* Action item:
Starting with the first line of the records, write out each line exactly until you have included the line containing "Router::new()".

(Stored data)
__________

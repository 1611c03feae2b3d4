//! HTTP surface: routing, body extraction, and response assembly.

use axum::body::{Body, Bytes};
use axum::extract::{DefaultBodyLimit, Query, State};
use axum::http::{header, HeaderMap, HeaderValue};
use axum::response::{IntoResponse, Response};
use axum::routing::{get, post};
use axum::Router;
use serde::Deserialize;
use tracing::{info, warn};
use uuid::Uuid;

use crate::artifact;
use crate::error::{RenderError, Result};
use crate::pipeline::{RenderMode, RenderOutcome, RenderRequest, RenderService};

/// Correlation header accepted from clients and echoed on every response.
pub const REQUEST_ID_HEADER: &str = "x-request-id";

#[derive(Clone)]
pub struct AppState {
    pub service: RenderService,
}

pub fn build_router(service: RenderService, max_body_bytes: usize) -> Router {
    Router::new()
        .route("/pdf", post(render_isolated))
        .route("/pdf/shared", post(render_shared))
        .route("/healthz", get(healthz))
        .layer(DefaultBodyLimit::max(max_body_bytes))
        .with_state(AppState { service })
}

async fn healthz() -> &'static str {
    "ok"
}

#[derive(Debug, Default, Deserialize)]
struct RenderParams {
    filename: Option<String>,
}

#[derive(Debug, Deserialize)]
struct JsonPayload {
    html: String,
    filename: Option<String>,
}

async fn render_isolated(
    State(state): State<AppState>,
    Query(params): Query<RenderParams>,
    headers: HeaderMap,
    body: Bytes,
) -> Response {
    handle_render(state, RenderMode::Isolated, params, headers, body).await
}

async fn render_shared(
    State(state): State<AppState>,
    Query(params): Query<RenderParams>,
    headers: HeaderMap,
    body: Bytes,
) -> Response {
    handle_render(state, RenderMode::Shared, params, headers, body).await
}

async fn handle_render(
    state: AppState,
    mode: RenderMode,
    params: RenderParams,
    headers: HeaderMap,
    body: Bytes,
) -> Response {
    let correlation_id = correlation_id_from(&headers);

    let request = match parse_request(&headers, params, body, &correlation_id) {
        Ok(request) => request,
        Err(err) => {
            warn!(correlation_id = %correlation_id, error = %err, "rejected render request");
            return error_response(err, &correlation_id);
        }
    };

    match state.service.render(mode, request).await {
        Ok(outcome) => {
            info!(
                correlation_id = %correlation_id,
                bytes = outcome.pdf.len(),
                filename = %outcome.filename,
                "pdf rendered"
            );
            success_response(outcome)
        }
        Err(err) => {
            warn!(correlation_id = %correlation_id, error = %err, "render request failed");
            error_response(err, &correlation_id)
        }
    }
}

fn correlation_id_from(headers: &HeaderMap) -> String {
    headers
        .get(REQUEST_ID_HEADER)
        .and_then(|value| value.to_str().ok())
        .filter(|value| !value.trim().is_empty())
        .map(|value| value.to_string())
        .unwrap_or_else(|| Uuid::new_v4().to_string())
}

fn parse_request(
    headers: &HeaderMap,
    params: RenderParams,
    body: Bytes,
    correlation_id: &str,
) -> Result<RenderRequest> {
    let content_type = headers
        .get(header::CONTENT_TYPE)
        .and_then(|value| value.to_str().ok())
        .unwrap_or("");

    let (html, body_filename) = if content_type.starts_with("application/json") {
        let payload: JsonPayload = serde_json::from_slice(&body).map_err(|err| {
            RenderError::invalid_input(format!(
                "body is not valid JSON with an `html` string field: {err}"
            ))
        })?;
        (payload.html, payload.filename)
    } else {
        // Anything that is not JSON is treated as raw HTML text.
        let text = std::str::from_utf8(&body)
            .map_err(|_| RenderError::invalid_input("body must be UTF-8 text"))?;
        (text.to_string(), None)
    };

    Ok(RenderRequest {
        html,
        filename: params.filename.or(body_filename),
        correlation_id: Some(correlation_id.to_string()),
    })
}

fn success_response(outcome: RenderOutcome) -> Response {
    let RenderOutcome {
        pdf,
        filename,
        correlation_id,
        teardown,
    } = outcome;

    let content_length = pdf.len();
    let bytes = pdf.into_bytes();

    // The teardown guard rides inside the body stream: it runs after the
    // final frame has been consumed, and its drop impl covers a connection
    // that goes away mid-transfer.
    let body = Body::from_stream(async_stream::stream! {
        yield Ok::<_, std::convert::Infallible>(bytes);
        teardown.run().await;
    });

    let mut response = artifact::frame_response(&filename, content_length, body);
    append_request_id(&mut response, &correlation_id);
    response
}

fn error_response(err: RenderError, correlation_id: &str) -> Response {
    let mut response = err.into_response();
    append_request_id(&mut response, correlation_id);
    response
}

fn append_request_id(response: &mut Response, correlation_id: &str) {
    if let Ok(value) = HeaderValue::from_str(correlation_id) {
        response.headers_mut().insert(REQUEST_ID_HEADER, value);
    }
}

__________

* Written reply:
repository 1611c03feae2b3d4
//! HTTP surface: routing, body extraction, and response assembly.

use axum::body::{Body, Bytes};
use axum::extract::{DefaultBodyLimit, Query, State};
use axum::http::{header, HeaderMap, HeaderValue};
use axum::response::{IntoResponse, Response};
use axum::routing::{get, post};
use axum::Router;
use serde::Deserialize;
use tracing::{info, warn};
use uuid::Uuid;

use crate::artifact;
use crate::error::{RenderError, Result};
use crate::pipeline::{RenderMode, RenderOutcome, RenderRequest, RenderService};

/// Correlation header accepted from clients and echoed on every response.
pub const REQUEST_ID_HEADER: &str = "x-request-id";

#[derive(Clone)]
pub struct AppState {
    pub service: RenderService,
}

pub fn build_router(service: RenderService, max_body_bytes: usize) -> Router {
    Router::new()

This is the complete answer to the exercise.